_Directions_
Reproduce the entries below in full, word for word.

┄┄┄┄┄┄

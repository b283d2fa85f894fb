//! End-to-end tests for the tracking beacon.

use axum::http::StatusCode;
use integration_tests::{
    fixtures,
    setup::{ContextOptions, TestContext},
};
use serde_json::json;
use store::RecordStore;
use tracker_core::{limits::MAX_BODY_BYTES, RecordKind};

/// Beacon with only page_url set: id assigned, count +1, other fields empty
#[tokio::test]
async fn test_pageview_with_only_page_url() {
    let ctx = TestContext::new();
    let server = ctx.server();

    let response = server
        .post("/api/pageview")
        .json(&json!({ "page_url": "https://example.com/" }))
        .await;

    response.assert_status_ok();
    let body: serde_json::Value = response.json();
    assert_eq!(body, json!({ "success": true, "viewId": 1 }));

    let stats: serde_json::Value = server.get("/api/stats").await.json();
    assert_eq!(stats["totalPageViews"], 1);

    let view = &stats["recentPageViews"][0];
    assert_eq!(view["page_url"], "https://example.com/");
    assert!(view["referrer"].is_null());
    assert!(view["utm_source"].is_null());
    assert!(view["utm_medium"].is_null());
    assert!(view["utm_campaign"].is_null());
}

/// Every beacon shape succeeds and adds exactly one row
#[tokio::test]
async fn test_every_beacon_shape_counts_once() {
    let ctx = TestContext::new();
    let server = ctx.server();

    let payloads = [
        json!({}),
        fixtures::pageview_payload("https://example.com/"),
        fixtures::campaign_pageview_payload("newsletter", "email", "launch"),
        json!({ "utm_source": null, "referrer": "https://t.co/" }),
    ];

    for (i, payload) in payloads.iter().enumerate() {
        let response = server.post("/api/pageview").json(payload).await;
        response.assert_status_ok();
        let stats: serde_json::Value = server.get("/api/stats").await.json();
        assert_eq!(stats["totalPageViews"], i as u64 + 1);
    }
}

/// Empty body is a valid beacon
#[tokio::test]
async fn test_pageview_with_empty_body() {
    let ctx = TestContext::new();
    let server = ctx.server();

    let response = server.post("/api/pageview").bytes("".into()).await;
    response.assert_status_ok();
    let body: serde_json::Value = response.json();
    assert_eq!(body["viewId"], 1);
}

/// Behind a trusted proxy the forwarded client address is stored
#[tokio::test]
async fn test_trusted_proxy_ip_and_user_agent_stored() {
    let ctx = TestContext::new();
    let server = ctx.server();

    server
        .post("/api/pageview")
        .add_header("X-Forwarded-For", "203.0.113.9, 10.0.0.1")
        .add_header("User-Agent", "Mozilla/5.0 (Test)")
        .json(&fixtures::pageview_payload("https://example.com/"))
        .await
        .assert_status_ok();

    let views = ctx.store.inner().recent_page_views(1).await.unwrap();
    assert_eq!(views[0].ip_address.as_deref(), Some("203.0.113.9"));
    assert_eq!(views[0].user_agent.as_deref(), Some("Mozilla/5.0 (Test)"));
    assert_eq!(views[0].utm_source.as_deref(), Some(""));
}

/// Without proxy trust the forwarded header is ignored and the peer
/// address is stored instead
#[tokio::test]
async fn test_untrusted_proxy_header_ignored() {
    let ctx = TestContext::with_options(ContextOptions {
        trust_proxy: false,
        ..Default::default()
    });
    let server = ctx.http_server();

    server
        .post("/api/pageview")
        .add_header("X-Forwarded-For", "203.0.113.9")
        .json(&json!({}))
        .await
        .assert_status_ok();

    let views = ctx.store.inner().recent_page_views(1).await.unwrap();
    assert_eq!(views[0].ip_address.as_deref(), Some("127.0.0.1"));
}

/// Trusted proxy without forwarding headers falls back to the peer address
#[tokio::test]
async fn test_trusted_proxy_without_headers_uses_peer() {
    let ctx = TestContext::new();
    let server = ctx.http_server();

    server
        .post("/api/pageview")
        .json(&json!({}))
        .await
        .assert_status_ok();

    let views = ctx.store.inner().recent_page_views(1).await.unwrap();
    assert_eq!(views[0].ip_address.as_deref(), Some("127.0.0.1"));
}

/// Attribution fields over the length limit are rejected before storing
#[tokio::test]
async fn test_oversized_field_rejected() {
    let ctx = TestContext::new();
    let server = ctx.server();

    let response = server
        .post("/api/pageview")
        .json(&json!({ "page_url": "x".repeat(3000) }))
        .await;

    response.assert_status(StatusCode::BAD_REQUEST);
    let body: serde_json::Value = response.json();
    assert_eq!(body["message"], "Field too long: page_url");
}

/// The field limit is measured in UTF-8 bytes, not characters
#[tokio::test]
async fn test_multibyte_field_limit_in_bytes() {
    let ctx = TestContext::new();
    let server = ctx.server();

    // 2048 characters, 4096 bytes
    let response = server
        .post("/api/pageview")
        .json(&json!({ "page_url": "é".repeat(2048) }))
        .await;
    response.assert_status(StatusCode::BAD_REQUEST);
    let body: serde_json::Value = response.json();
    assert_eq!(body["message"], "Field too long: page_url");

    // 1024 characters, exactly 2048 bytes
    server
        .post("/api/pageview")
        .json(&json!({ "page_url": "é".repeat(1024) }))
        .await
        .assert_status_ok();

    assert_eq!(
        ctx.store.inner().count(RecordKind::PageView).await.unwrap(),
        1
    );
}

/// Bodies over the size limit get 413 with the usual error shape
#[tokio::test]
async fn test_oversized_body_is_413() {
    let ctx = TestContext::new();
    let server = ctx.server();

    let filler = "x".repeat(MAX_BODY_BYTES);
    let response = server
        .post("/api/pageview")
        .json(&json!({ "page_url": filler }))
        .await;

    response.assert_status(StatusCode::PAYLOAD_TOO_LARGE);
    let body: serde_json::Value = response.json();
    assert_eq!(body["success"], false);
    assert!(body["message"]
        .as_str()
        .unwrap()
        .starts_with("Invalid request body:"));
    assert_eq!(
        ctx.store.inner().count(RecordKind::PageView).await.unwrap(),
        0
    );
}

/// Bodies that are neither JSON nor a form are not parsed
#[tokio::test]
async fn test_non_json_content_type_records_empty_view() {
    let ctx = TestContext::new();
    let server = ctx.server();

    server
        .post("/api/pageview")
        .content_type("text/plain")
        .bytes(r#"{"page_url": "https://example.com/"}"#.into())
        .await
        .assert_status_ok();

    let views = ctx.store.inner().recent_page_views(1).await.unwrap();
    assert_eq!(views[0].page_url, None);
}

┄┄┄┄┄┄

_Result of this task_
repository b283d2fa85f894fb
//! End-to-end tests for the tracking beacon.

use axum::http::StatusCode;
use integration_tests::{
    fixtures,
    setup::{ContextOptions, TestContext},
};
use serde_json::json;
use store::RecordStore;
use tracker_core::{limits::MAX_BODY_BYTES, RecordKind};

/// Beacon with only page_url set: id assigned, count +1, other fields empty
#[tokio::test]
async fn test_pageview_with_only_page_url() {
    let ctx = TestContext::new();
    let server = ctx.server();

    let response = server
        .post("/api/pageview")
        .json(&json!({ "page_url": "https://example.com/" }))
        .await;

    response.assert_status_ok();
    let body: serde_json::Value = response.json();
    assert_eq!(body, json!({ "success": true, "viewId": 1 }));

    let stats: serde_json::Value = server.get("/api/stats").await.json();
    assert_eq!(stats["totalPageViews"], 1);

    let view = &stats["recentPageViews"][0];
    assert_eq!(view["page_url"], "https://example.com/");
    assert!(view["referrer"].is_null());
    assert!(view["utm_source"].is_null());
    assert!(view["utm_medium"].is_null());
    assert!(view["utm_campaign"].is_null());
}

/// Every beacon shape succeeds and adds exactly one row
#[tokio::test]
async fn test_every_beacon_shape_counts_once() {
    let ctx = TestContext::new();
    let server = ctx.server();

    let payloads = [
        json!({}),
        fixtures::pageview_payload("https://example.com/"),
        fixtures::campaign_pageview_payload("newsletter", "email", "launch"),
        json!({ "utm_source": null, "referrer": "https://t.co/" }),
    ];

    for (i, payload) in payloads.iter().enumerate() {
        let response = server.post("/api/pageview").json(payload).await;
        response.assert_status_ok();
        let stats: serde_json::Value = server.get("/api/stats").await.json();
        assert_eq!(stats["totalPageViews"], i as u64 + 1);
    }
}

/// Empty body is a valid beacon
#[tokio::test]
async fn test_pageview_with_empty_body() {
    let ctx = TestContext::new();
    let server = ctx.server();

    let response = server.post("/api/pageview").bytes("".into()).await;
    response.assert_status_ok();
    let body: serde_json::Value = response.json();
    assert_eq!(body["viewId"], 1);
}

/// Behind a trusted proxy the forwarded client address is stored
#[tokio::test]
async fn test_trusted_proxy_ip_and_user_agent_stored() {
    let ctx = TestContext::new();
    let server = ctx.server();

    server
        .post("/api/pageview")
        .add_header("X-Forwarded-For", "203.0.113.9, 10.0.0.1")
        .add_header("User-Agent", "Mozilla/5.0 (Test)")
        .json(&fixtures::pageview_payload("https://example.com/"))
        .await
        .assert_status_ok();

    let views = ctx.store.inner().recent_page_views(1).await.unwrap();
    assert_eq!(views[0].ip_address.as_deref(), Some("203.0.113.9"));
    assert_eq!(views[0].user_agent.as_deref(), Some("Mozilla/5.0 (Test)"));
    assert_eq!(views[0].utm_source.as_deref(), Some(""));
}

/// Without proxy trust the forwarded header is ignored and the peer
/// address is stored instead
#[tokio::test]
async fn test_untrusted_proxy_header_ignored() {
    let ctx = TestContext::with_options(ContextOptions {
        trust_proxy: false,
        ..Default::default()
    });
    let server = ctx.http_server();

    server
        .post("/api/pageview")
        .add_header("X-Forwarded-For", "203.0.113.9")
        .json(&json!({}))
        .await
        .assert_status_ok();

    let views = ctx.store.inner().recent_page_views(1).await.unwrap();
    assert_eq!(views[0].ip_address.as_deref(), Some("127.0.0.1"));
}

/// Trusted proxy without forwarding headers falls back to the peer address
#[tokio::test]
async fn test_trusted_proxy_without_headers_uses_peer() {
    let ctx = TestContext::new();
    let server = ctx.http_server();

    server
        .post("/api/pageview")
        .json(&json!({}))
        .await
        .assert_status_ok();

    let views = ctx.store.inner().recent_page_views(1).await.unwrap();
    assert_eq!(views[0].ip_address.as_deref(), Some("127.0.0.1"));
}

/// Attribution fields over the length limit are rejected before storing
#[tokio::test]
async fn test_oversized_field_rejected() {
    let ctx = TestContext::new();
    let server = ctx.server();

    let response = server
        .post("/api/pageview")
        .json(&json!({ "page_url": "x".repeat(3000) }))
        .await;

    response.assert_status(StatusCode::BAD_REQUEST);
    let body: serde_json::Value = response.json();
    assert_eq!(body["message"], "Field too long: page_url");
}

/// The field limit is measured in UTF-8 bytes, not characters
#[tokio::test]
async fn test_multibyte_field_limit_in_bytes() {
    let ctx = TestContext::new();
    let server = ctx.server();

    // 2048 characters, 4096 bytes
    let response = server
        .post("/api/pageview")
        .json(&json!({ "page_url": "é".repeat(2048) }))
        .await;
    response.assert_status(StatusCode::BAD_REQUEST);
    let body: serde_json::Value = response.json();
    assert_eq!(body["message"], "Field too long: page_url");

    // 1024 characters, exactly 2048 bytes
    server
        .post("/api/pageview")
        .json(&json!({ "page_url": "é".repeat(1024) }))
        .await
        .assert_status_ok();

    assert_eq!(
        ctx.store.inner().count(RecordKind::PageView).await.unwrap(),
        1
    );
}

/// Bodies over the size limit get 413 with the usual error shape
#[tokio::test]
async fn test_oversized_body_is_413() {
    let ctx = TestContext::new();
    let server = ctx.server();

    let filler = "x".repeat(MAX_BODY_BYTES);
    let response = server
        .post("/api/pageview")
        .json(&json!({ "page_url": filler }))
        .await;

    response.assert_status(StatusCode::PAYLOAD_TOO_LARGE);
    let body: serde_json::Value = response.json();
    assert_eq!(body["success"], false);
    assert!(body["message"]
        .as_str()
        .unwrap()
        .starts_with("Invalid request body:"));
    assert_eq!(
        ctx.store.inner().count(RecordKind::PageView).await.unwrap(),
        0
    );
}

/// Bodies that are neither JSON nor a form are not parsed
#[tokio::test]
async fn test_non_json_content_type_records_empty_view() {
    let ctx = TestContext::new();
    let server = ctx.server();

    server
        .post("/api/pageview")
        .content_type("text/plain")
        .bytes(r#"{"page_url": "https://example.com/"}"#.into())
        .await
        .assert_status_ok();

    let views = ctx.store.inner().recent_page_views(1).await.unwrap();
    assert_eq!(views[0].page_url, None);
}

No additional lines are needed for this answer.